Luverne, Alabama; United States;
- Broadcast area: Montgomery, Alabama
- Frequency: 104.3 MHz
- Branding: Hallelujah 104.3 FM

Programming
- Format: Urban contemporary gospel

Ownership
- Owner: iHeartMedia, Inc.; (iHM Licenses, LLC);
- Sister stations: WWMG, WZHT

History
- First air date: 1997 (as WMHS)
- Former call signs: WDHT-FM (1990–1997, CP) WMHS (1997–1998) WQLD (1998–2004) WNTM (2004–2005)
- Call sign meaning: W HaLlelujah Worship

Technical information
- Licensing authority: FCC
- Facility ID: 6655
- Class: C1
- ERP: 13,500 watts
- HAAT: 558 meters (1831 feet)
- Transmitter coordinates: 31°58′28″N 86°9′44″W﻿ / ﻿31.97444°N 86.16222°W

Links
- Public license information: Public file; LMS;
- Webcast: Listen Live
- Website: 1043hallelujahfm.iheart.com

= WHLW =

WHLW (104.3 FM) is a radio station licensed to serve Luverne, Alabama, United States.

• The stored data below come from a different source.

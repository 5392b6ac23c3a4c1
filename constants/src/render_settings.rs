/// Illuminance in lux for a directional light of scene intensity 1.
pub const LUX_PER_DIRECTIONAL_UNIT: f32 = 2_000.0;

/// Ambient brightness for an ambient intensity of 1.
pub const AMBIENT_BRIGHTNESS_PER_UNIT: f32 = 300.0;

/// Luminous power in lumens for a point or spot light of scene intensity 1.
pub const LUMENS_PER_LIGHT_UNIT: f32 = 50_000.0;

/// Multiplier applied to every emissive strength so neon reaches the bloom threshold.
pub const EMISSIVE_SCALE: f32 = 4.0;

pub const CAMERA_FOV_DEGREES: f32 = 75.0;
pub const CAMERA_NEAR: f32 = 0.1;
pub const CAMERA_FAR: f32 = 1000.0;

/// Length of a rendered rain streak.
pub const RAIN_STREAK_LENGTH: f32 = 0.6;
//! Scrolling advertisement banners.
//!
//! All banners share one text material and one image material, so a single
//! UV offset per frame scrolls every building's ad at once.

use bevy::math::Affine2;
use bevy::prelude::*;

use crate::engine::render::ad_texture::{banner_image, image_panel};

/// Fraction of a banner's height given to the text strip.
pub const TEXT_STRIP_SHARE: f32 = 0.3;

#[derive(Resource, Debug, Clone)]
pub struct AdMaterials {
    pub text: Handle<StandardMaterial>,
    pub image: Handle<StandardMaterial>,
}

impl AdMaterials {
    pub fn create(images: &mut Assets<Image>, materials: &mut Assets<StandardMaterial>) -> Self {
        let text = materials.add(StandardMaterial {
            base_color_texture: Some(images.add(banner_image())),
            unlit: true,
            alpha_mode: AlphaMode::Blend,
            double_sided: true,
            cull_mode: None,
            ..default()
        });
        let image = materials.add(StandardMaterial {
            base_color_texture: Some(images.add(image_panel())),
            unlit: true,
            alpha_mode: AlphaMode::Blend,
            double_sided: true,
            cull_mode: None,
            ..default()
        });
        Self { text, image }
    }
}

/// Seconds of banner animation, advanced only while the city runs.
#[derive(Resource, Default, Debug, Clone, Copy)]
pub struct AdClock(pub f32);

#[derive(Debug, Clone, Copy, PartialEq)]
pub struct AdScroll {
    pub text_offset: f32,
    pub image_offset: f32,
    pub glow: f32,
}

pub fn ad_scroll(t: f32) -> AdScroll {
    AdScroll {
        text_offset: (-t * 0.1).rem_euclid(1.0),
        image_offset: (-t * 0.05).rem_euclid(1.0),
        glow: 0.7 + 0.3 * (t * 2.0).sin(),
    }
}

pub fn advertisement_system(
    time: Res<Time>,
    mut clock: ResMut<AdClock>,
    ads: Res<AdMaterials>,
    mut materials: ResMut<Assets<StandardMaterial>>,
) {
    clock.0 += time.delta_secs();
    let scroll = ad_scroll(clock.0);

    if let Some(text) = materials.get_mut(&ads.text) {
        text.uv_transform = Affine2::from_translation(Vec2::new(scroll.text_offset, 0.0));
        text.base_color = Color::srgb(scroll.glow, scroll.glow, scroll.glow);
    }
    if let Some(image) = materials.get_mut(&ads.image) {
        image.uv_transform = Affine2::from_translation(Vec2::new(scroll.image_offset, 0.0));
    }
}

The station is owned by iHeartMedia, Inc. and licensed to iHM Licenses, LLC, and is one-third of the all-urban Montgomery cluster, complementing urban AC's WWMG and mainstream urban's WZHT. The studios for the three stations are located in East Montgomery near Eastdale Mall, and WHLW has a transmitter site in Grady, Alabama.

It broadcasts an urban contemporary gospel format to the Montgomery, Alabama, market.

Notable on-air personalities currently associated with the station include Connye B, Yvette Bullard-Dillard, and Donnie McKlurkin.

==History==
This station received its original construction permit from the Federal Communications Commission on December 7, 1988, for a new station to serve Brantley, Alabama. The new station was assigned the call letters WDHT-FM by the FCC on May 10, 1990. On April 18, 1997, the station had its callsign changed to WMHS. After nearly nine years of extensions, modifications (including a change in community of license to Luverne, Alabama), and construction, WMHS received its license to cover from the FCC on October 29, 1997.

In November 1997, Brantley Broadcast Associates reached an agreement to sell this station to Capital Communications. The deal was approved by the FCC on January 22, 1998, and the transaction was consummated on February 20, 1998. Concurrently, Capital Communications reached a contingent agreement to sell this station to Southern Star Communications, Inc. The deal was also approved by the FCC on January 22, 1998, and this transaction was also consummated on February 20, 1998. On March 20, 1998, the new owners had the FCC change the station's callsign to WQLD.

On August 20, 2004, the station had its callsign changed to WNTM. The station was assigned the current WHLW call letters by the FCC on January 14, 2005.